Uncovering chromatin factor landscapes in head and neck squamous cell carcinoma.

Chromatin factors, defined here as proteins that chemically modify the DNA and histones, remodel chromatin and regulate nucleosome occupancy, play central roles in the transcriptional regulation of genes and are implicated in cancer initiation and progression in multiple cancer types. To systematically investigate the genomic and expression alterations of chromatin factors in head and neck squamous cell carcinoma (HNSCC), we utilized the molecular profiles from 530 HNSCC tumor samples in the Cancer Genome Atlas (TCGA), and characterized the mutational, copy number and transcriptional alterations of 422 chromatin factors, as well as their correlation with the "cold" tumor phenotype in HPV-negative and HPV-positive HNSCC. Histone-lysine N-methyltransferase 2D (MLL2) was the most frequently mutated chromatin factor in both HPV-negative and HPV-positive HNSCC, with mutation frequencies of 12-17 %. Actin Like 6A (ACTL6A), a component of the SWI/SNF chromatin remodeling complex, was the most frequently copy-number amplified chromatin factor in both HPV-negative and HPV-positive HNSCC, with amplification frequencies of 19-24 %. Double PHD Fingers 1 (DPF1), a component of the chromatin remodeling complex, and Ubiquitin Like With PHD AndRing Finger Domains1 (UHRF1) were the most overexpressed chromatin factors in HPV-negative and HPV-positive HNSCC tumors respectively.

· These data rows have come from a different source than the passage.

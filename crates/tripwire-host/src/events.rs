//! Sample host events
//!
//! A real host fires its own event types; these stand in for them so graphs
//! using the `EventListener` node have something to select.

use tripwire_engine::{Event, EventKey, StructuredValue, Value, WorkflowEngine};

#[derive(Debug, Clone)]
pub struct PlayerJoin {
    pub name: String,
}

impl StructuredValue for PlayerJoin {
    fn get_field(&self, name: &str) -> Option<Value> {
        match name {
            "name" => Some(Value::from(self.name.as_str())),
            _ => None,
        }
    }
}

impl Event for PlayerJoin {}

#[derive(Debug, Clone)]
pub struct PlayerChat {
    pub name: String,
    pub message: String,
}

impl StructuredValue for PlayerChat {
    fn get_field(&self, name: &str) -> Option<Value> {
        match name {
            "name" => Some(Value::from(self.name.as_str())),
            "message" => Some(Value::from(self.message.as_str())),
            _ => None,
        }
    }
}

impl Event for PlayerChat {}

/// Server lifecycle; each variant is its own event key
#[derive(Debug, Clone, Copy, PartialEq, Eq)]
pub enum ServerEvent {
    Started,
    Stopping,
}

impl ServerEvent {
    fn name(&self) -> &'static str {
        match self {
            Self::Started => "Started",
            Self::Stopping => "Stopping",
        }
    }
}

impl StructuredValue for ServerEvent {
    fn get_field(&self, name: &str) -> Option<Value> {
        (name == "name").then(|| Value::from(self.name()))
    }

    fn to_text(&self) -> String {
        self.name().to_string()
    }
}

impl Event for ServerEvent {
    fn key(&self) -> EventKey {
        EventKey::variant::<Self>(self.name())
    }
}

/// Make the sample events selectable in `EventListener` nodes
pub fn register_event_types(engine: &WorkflowEngine) {
    engine.register_event_type::<PlayerJoin>("PlayerJoin");
    engine.register_event_type::<PlayerChat>("PlayerChat");

    let mut catalog = engine.catalog_mut();
    for variant in [ServerEvent::Started, ServerEvent::Stopping] {
        catalog.register_key(format!("Server{}", variant.name()), variant.key());
    }
    log::debug!("Event types: {:?}", catalog.names());
}
//! Workflow storage with file persistence
//!
//! The persisted graph lives in `workflow.json`; two opaque JSON blobs
//! (`workflow_data.json`, `workflow_state.json`) are free-form node-local
//! storage the engine reads and writes verbatim. Without a directory the
//! store keeps everything in memory.

use std::collections::HashMap;
use std::fs;
use std::path::{Path, PathBuf};

use crate::config::defaults;
use crate::error::Result;
use crate::types::WorkflowContext;

/// One of the opaque auxiliary blobs
#[derive(Debug, Clone, Copy, PartialEq, Eq, Hash)]
pub enum Blob {
    Data,
    State,
}

impl Blob {
    pub fn file_name(&self) -> &'static str {
        match self {
            Self::Data => defaults::WORKFLOW_DATA_FILE,
            Self::State => defaults::WORKFLOW_STATE_FILE,
        }
    }
}

/// Graph and blob storage, optionally backed by a directory
#[derive(Debug, Default)]
pub struct WorkflowStore {
    /// Optional directory for file persistence
    persist_path: Option<PathBuf>,
    /// File contents when running without persistence
    memory: HashMap<&'static str, String>,
}

impl WorkflowStore {
    /// Create a store that keeps everything in memory
    pub fn in_memory() -> Self {
        Self::default()
    }

    /// Open a store in `dir`, creating the directory and missing files
    pub fn open(dir: impl AsRef<Path>) -> Result<Self> {
        let dir = dir.as_ref().to_path_buf();
        fs::create_dir_all(&dir)?;

        for name in [
            defaults::WORKFLOW_FILE,
            defaults::WORKFLOW_DATA_FILE,
            defaults::WORKFLOW_STATE_FILE,
        ] {
            let path = dir.join(name);
            if !path.exists() {
                fs::write(&path, "")?;
                log::debug!("Created {:?}", path);
            }
        }

        log::info!("Workflow store opened at {:?}", dir);
        Ok(Self {
            persist_path: Some(dir),
            memory: HashMap::new(),
        })
    }

    pub fn path(&self) -> Option<&Path> {
        self.persist_path.as_deref()
    }

    fn read_file(&self, name: &'static str) -> Result<String> {
        match &self.persist_path {
            Some(dir) => Ok(fs::read_to_string(dir.join(name))?),
            None => Ok(self.memory.get(name).cloned().unwrap_or_default()),
        }
    }

    fn write_file(&mut self, name: &'static str, content: String) -> Result<()> {
        match &self.persist_path {
            Some(dir) => {
                let path = dir.join(name);
                fs::write(&path, content)?;
                log::debug!("Saved {:?}", path);
            }
            None => {
                self.memory.insert(name, content);
            }
        }
        Ok(())
    }

    /// Read the persisted graph; an empty file is an empty graph
    pub fn read_context(&self) -> Result<WorkflowContext> {
        let content = self.read_file(defaults::WORKFLOW_FILE)?;
        Ok(WorkflowContext::from_json(&content)?)
    }

    pub fn write_context(&mut self, context: &WorkflowContext) -> Result<()> {
        let content = context.to_json_pretty()?;
        self.write_file(defaults::WORKFLOW_FILE, content)
    }

    /// Read a blob verbatim; an empty file reads as `{}`
    pub fn read_blob(&self, blob: Blob) -> Result<serde_json::Value> {
        let content = self.read_file(blob.file_name())?;
        if content.trim().is_empty() {
            return Ok(serde_json::Value::Object(serde_json::Map::new()));
        }
        Ok(serde_json::from_str(&content)?)
    }

    pub fn write_blob(&mut self, blob: Blob, value: &serde_json::Value) -> Result<()> {
        let content = serde_json::to_string_pretty(value)?;
        self.write_file(blob.file_name(), content)
    }
}
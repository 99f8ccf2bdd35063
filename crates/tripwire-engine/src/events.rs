//! Event bus for host occurrences
//!
//! The host delivers typed occurrences into the bus; nodes subscribe during
//! `init`. Listeners are keyed by the event's concrete type, or by a specific
//! variant for enum-like event kinds, and every listener sees both the
//! "before" and the "after" broadcast of an occurrence.
//!
//! Delivery is synchronous and in registration order. A listener that fails
//! or panics is logged and skipped; the remaining listeners still run.

use std::any::{Any, TypeId};
use std::collections::HashMap;
use std::fmt;
use std::panic::{catch_unwind, AssertUnwindSafe};
use std::sync::Arc;

use crate::error::Result;
use crate::value::StructuredValue;

/// Key a listener is registered under
#[derive(Clone, Copy, Debug, PartialEq, Eq, Hash)]
pub struct EventKey {
    type_id: TypeId,
    type_name: &'static str,
    variant: Option<&'static str>,
}

impl EventKey {
    /// Key for every occurrence of type `E`
    pub fn of<E: ?Sized + 'static>() -> Self {
        Self {
            type_id: TypeId::of::<E>(),
            type_name: std::any::type_name::<E>(),
            variant: None,
        }
    }

    /// Key for one variant of an enum-like event type
    pub fn variant<E: ?Sized + 'static>(variant: &'static str) -> Self {
        Self {
            variant: Some(variant),
            ..Self::of::<E>()
        }
    }

    /// Short type name, without the module path
    pub fn type_name(&self) -> &'static str {
        self.type_name.rsplit("::").next().unwrap_or(self.type_name)
    }

    pub fn variant_name(&self) -> Option<&'static str> {
        self.variant
    }
}

impl fmt::Display for EventKey {
    fn fmt(&self, f: &mut fmt::Formatter<'_>) -> fmt::Result {
        match self.variant {
            Some(variant) => write!(f, "{}::{}", self.type_name(), variant),
            None => f.write_str(self.type_name()),
        }
    }
}

/// An occurrence the host can fire
///
/// Events are structured values so a listener node can publish them into the
/// variable context and fields can read `{{event.player.name}}`.
pub trait Event: StructuredValue + Any {
    /// Key this occurrence is delivered under
    fn key(&self) -> EventKey {
        EventKey::of::<Self>()
    }
}

/// A registered listener; receives the event and whether this is the
/// "before" broadcast
pub type Listener = Arc<dyn Fn(&Arc<dyn Event>, bool) -> Result<()> + Send + Sync>;

/// Adapt a closure over a concrete event type into a [`Listener`]
///
/// Events of any other type are ignored.
pub fn listener<E, F>(f: F) -> Listener
where
    E: Event,
    F: Fn(&E, bool) -> Result<()> + Send + Sync + 'static,
{
    Arc::new(move |event: &Arc<dyn Event>, before: bool| {
        let any: &dyn Any = &**event;
        match any.downcast_ref::<E>() {
            Some(event) => f(event, before),
            None => Ok(()),
        }
    })
}

/// Multi-listener registry keyed by [`EventKey`]
#[derive(Default)]
pub struct EventBus {
    listeners: HashMap<EventKey, Vec<Listener>>,
}

impl EventBus {
    pub fn new() -> Self {
        Self::default()
    }

    /// Register a listener; the returned handle removes it again
    pub fn on(&mut self, key: EventKey, listener: Listener) -> Listener {
        log::debug!("Listener registered for {}", key);
        self.listeners.entry(key).or_default().push(listener.clone());
        listener
    }

    /// Remove one listener by identity; true if it was registered
    pub fn remove(&mut self, key: &EventKey, listener: &Listener) -> bool {
        let Some(list) = self.listeners.get_mut(key) else {
            return false;
        };
        let Some(pos) = list.iter().position(|l| Arc::ptr_eq(l, listener)) else {
            return false;
        };
        list.remove(pos);
        if list.is_empty() {
            self.listeners.remove(key);
        }
        true
    }

    /// Listeners for a key, in registration order
    pub fn listeners(&self, key: &EventKey) -> Vec<Listener> {
        self.listeners.get(key).cloned().unwrap_or_default()
    }

    /// Deliver an event to every listener registered for its key
    ///
    /// Returns the number of listeners that failed.
    pub fn fire(&self, event: &Arc<dyn Event>, before: bool) -> usize {
        deliver(&self.listeners(&event.key()), event, before)
    }

    pub fn clear(&mut self) {
        self.listeners.clear();
    }

    /// Total number of registered listeners
    pub fn len(&self) -> usize {
        self.listeners.values().map(Vec::len).sum()
    }

    pub fn is_empty(&self) -> bool {
        self.listeners.is_empty()
    }
}

/// Invoke each listener in order, isolating failures and panics
pub fn deliver(listeners: &[Listener], event: &Arc<dyn Event>, before: bool) -> usize {
    let mut failures = 0;
    for listener in listeners {
        match catch_unwind(AssertUnwindSafe(|| listener(event, before))) {
            Ok(Ok(())) => {}
            Ok(Err(e)) => {
                failures += 1;
                log::error!("Listener for {} failed: {}", event.key(), e);
            }
            Err(_) => {
                failures += 1;
                log::error!("Listener for {} panicked", event.key());
            }
        }
    }
    failures
}

/// Name → event type lookup used to resolve type-valued fields
#[derive(Debug, Clone, Default)]
pub struct TypeCatalog {
    types: HashMap<String, EventKey>,
}

impl TypeCatalog {
    pub fn new() -> Self {
        Self::default()
    }

    /// Register the whole type `E` under `name`
    pub fn register<E: Event>(&mut self, name: impl Into<String>) {
        self.register_key(name, EventKey::of::<E>());
    }

    /// Register an explicit key (e.g. one enum variant) under `name`
    pub fn register_key(&mut self, name: impl Into<String>, key: EventKey) {
        self.types.insert(name.into(), key);
    }

    pub fn get(&self, name: &str) -> Option<EventKey> {
        self.types.get(name).copied()
    }

    /// Registered names, sorted
    pub fn names(&self) -> Vec<&str> {
        let mut names: Vec<&str> = self.types.keys().map(String::as_str).collect();
        names.sort_unstable();
        names
    }
}

#[cfg(test)]
mod tests {
    use super::*;
    use crate::error::WorkflowError;
    use crate::value::Value;
    use parking_lot::Mutex;

    #[derive(Debug)]
    struct PlayerJoin {
        name: String,
    }

    impl StructuredValue for PlayerJoin {
        fn get_field(&self, name: &str) -> Option<Value> {
            (name == "name").then(|| Value::from(self.name.as_str()))
        }
    }

    impl Event for PlayerJoin {}

    #[derive(Debug)]
    enum Trigger {
        Update,
        Shock,
    }

    impl StructuredValue for Trigger {
        fn get_field(&self, _name: &str) -> Option<Value> {
            None
        }
    }

    impl Event for Trigger {
        fn key(&self) -> EventKey {
            match self {
                Self::Update => EventKey::variant::<Self>("Update"),
                Self::Shock => EventKey::variant::<Self>("Shock"),
            }
        }
    }

    fn join(name: &str) -> Arc<dyn Event> {
        Arc::new(PlayerJoin {
            name: name.to_string(),
        })
    }

    fn recording(log: &Arc<Mutex<Vec<String>>>, tag: &'static str) -> Listener {
        let log = log.clone();
        listener::<PlayerJoin, _>(move |event, before| {
            log.lock().push(format!("{}:{}:{}", tag, event.name, before));
            Ok(())
        })
    }

    #[test]
    fn test_delivery_in_registration_order() {
        let log = Arc::new(Mutex::new(Vec::new()));
        let mut bus = EventBus::new();
        let key = EventKey::of::<PlayerJoin>();

        bus.on(key, recording(&log, "first"));
        bus.on(key, recording(&log, "second"));
        bus.fire(&join("a"), true);

        assert_eq!(*log.lock(), vec!["first:a:true", "second:a:true"]);
    }

    #[test]
    fn test_remove_listener() {
        let log = Arc::new(Mutex::new(Vec::new()));
        let mut bus = EventBus::new();
        let key = EventKey::of::<PlayerJoin>();

        let first = bus.on(key, recording(&log, "first"));
        bus.on(key, recording(&log, "second"));

        assert!(bus.remove(&key, &first));
        assert!(!bus.remove(&key, &first));

        bus.fire(&join("b"), false);
        assert_eq!(*log.lock(), vec!["second:b:false"]);
        assert_eq!(bus.len(), 1);
    }

    #[test]
    fn test_failing_listener_does_not_block_others() {
        let log = Arc::new(Mutex::new(Vec::new()));
        let mut bus = EventBus::new();
        let key = EventKey::of::<PlayerJoin>();

        bus.on(
            key,
            listener::<PlayerJoin, _>(|_, _| Err(WorkflowError::Listener("boom".to_string()))),
        );
        bus.on(key, listener::<PlayerJoin, _>(|_, _| panic!("listener panic")));
        bus.on(key, recording(&log, "survivor"));

        let failures = bus.fire(&join("c"), true);
        assert_eq!(failures, 2);
        assert_eq!(*log.lock(), vec!["survivor:c:true"]);
    }

    #[test]
    fn test_enum_variants_have_distinct_keys() {
        let hits = Arc::new(Mutex::new(0));
        let mut bus = EventBus::new();
        let counter = hits.clone();
        bus.on(
            EventKey::variant::<Trigger>("Shock"),
            Arc::new(move |_, _| {
                *counter.lock() += 1;
                Ok(())
            }),
        );

        bus.fire(&(Arc::new(Trigger::Update) as Arc<dyn Event>), false);
        assert_eq!(*hits.lock(), 0);
        bus.fire(&(Arc::new(Trigger::Shock) as Arc<dyn Event>), false);
        assert_eq!(*hits.lock(), 1);
        assert_eq!(Trigger::Shock.key().to_string(), "Trigger::Shock");
    }

    #[test]
    fn test_type_catalog() {
        let mut catalog = TypeCatalog::new();
        catalog.register::<PlayerJoin>("PlayerJoin");
        catalog.register_key("Shock", EventKey::variant::<Trigger>("Shock"));

        assert_eq!(catalog.get("PlayerJoin"), Some(EventKey::of::<PlayerJoin>()));
        assert_eq!(catalog.names(), vec!["PlayerJoin", "Shock"]);
        assert!(catalog.get("Missing").is_none());
    }
}
//! Trigger nodes
//!
//! Nodes that start walks: on host events or on a timer.

mod event_listener;
mod interval;

pub use event_listener::EventListenerNode;
pub use interval::IntervalNode;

Components of the chromatin remodeling complex, such as ACTL6A, SMARCA1 and MORF4L2, were correlated with the "cold" tumor phenotype in both HPV-negative and HPV-positive HNSCC. This brief study highlights epigenetic chromatin factors that may drive oncogenesis and immune evasion, thereby identifying novel targets for cancer therapy in clearly defined, epigenetically-driven subtypes of HPV-negative and HPV-positive HNSCC.